RECORDS SUPPLIED.
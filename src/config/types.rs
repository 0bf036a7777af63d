//! Configuration types for restaurant labor costing.
//!
//! This module contains the strongly-typed configuration structures that
//! are deserialized from YAML configuration files.

use chrono::Weekday;
use rust_decimal::Decimal;
use serde::{Deserialize, Serialize};

use crate::calculation::DEFAULT_CLOSED_DAY_MARKER;
use crate::error::{EngineError, EngineResult};
use crate::models::Employee;

/// Labor goal applied when the settings do not specify one (25%).
pub const DEFAULT_LABOR_GOAL_PERCENTAGE: Decimal = Decimal::from_parts(25, 0, 0, false, 0);

/// Restaurant-wide settings that shape a week's calculation.
///
/// # Example
///
/// ```
/// use labor_cost_engine::config::RestaurantSettings;
/// use chrono::Weekday;
/// use rust_decimal::Decimal;
///
/// let settings: RestaurantSettings = serde_yaml::from_str(
///     "name: Corner Bistro\nclosed_days: [Mon]\n",
/// ).unwrap();
/// assert_eq!(settings.labor_goal_percentage, Decimal::from(25));
/// assert_eq!(settings.closed_days, vec![Weekday::Mon]);
/// assert_eq!(settings.closed_day_marker, "CLOSED");
/// ```
#[derive(Debug, Clone, PartialEq, Eq, Serialize, Deserialize)]
pub struct RestaurantSettings {
    /// Display name of the restaurant.
    #[serde(default)]
    pub name: String,
    /// Target labor cost as a percentage of sales.
    #[serde(default = "default_labor_goal")]
    pub labor_goal_percentage: Decimal,
    /// Weekdays the restaurant does not operate.
    #[serde(default)]
    pub closed_days: Vec<Weekday>,
    /// Shift text that marks a closed day in the schedule grid.
    #[serde(default = "default_closed_day_marker")]
    pub closed_day_marker: String,
}

fn default_labor_goal() -> Decimal {
    DEFAULT_LABOR_GOAL_PERCENTAGE
}

fn default_closed_day_marker() -> String {
    DEFAULT_CLOSED_DAY_MARKER.to_string()
}

impl Default for RestaurantSettings {
    fn default() -> Self {
        Self {
            name: String::new(),
            labor_goal_percentage: DEFAULT_LABOR_GOAL_PERCENTAGE,
            closed_days: Vec::new(),
            closed_day_marker: default_closed_day_marker(),
        }
    }
}

impl RestaurantSettings {
    /// Checks the settings the calculation depends on.
    ///
    /// A zero labor goal is allowed and yields zero required sales. A
    /// negative goal also yields zero required sales, but is flagged here so
    /// the calculation can warn about it.
    ///
    /// # Errors
    ///
    /// Returns [`EngineError::InvalidSettings`] when the labor goal is negative.
    pub fn validate(&self) -> EngineResult<()> {
        if self.labor_goal_percentage < Decimal::ZERO {
            return Err(EngineError::InvalidSettings {
                field: "labor_goal_percentage".to_string(),
                message: format!("must not be negative, got {}", self.labor_goal_percentage),
            });
        }
        Ok(())
    }
}

/// Employee roster file structure.
#[derive(Debug, Clone, Deserialize)]
pub struct EmployeeRoster {
    /// Every employee, active or not.
    pub employees: Vec<Employee>,
}

/// Complete restaurant configuration.
#[derive(Debug, Clone)]
pub struct RestaurantConfig {
    settings: RestaurantSettings,
    employees: Vec<Employee>,
}

impl RestaurantConfig {
    /// Creates a new RestaurantConfig from its component parts.
    pub fn new(settings: RestaurantSettings, employees: Vec<Employee>) -> Self {
        Self {
            settings,
            employees,
        }
    }

    /// Returns the restaurant settings.
    pub fn settings(&self) -> &RestaurantSettings {
        &self.settings
    }

    /// Returns every employee in the roster, including inactive ones.
    pub fn employees(&self) -> &[Employee] {
        &self.employees
    }
}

EXERCISE.
Only the lines containing the string "RestaurantConfig" are needed; pull them out of the records.

WRITTEN ANSWER.
pub struct RestaurantConfig {
impl RestaurantConfig {
    /// Creates a new RestaurantConfig from its component parts.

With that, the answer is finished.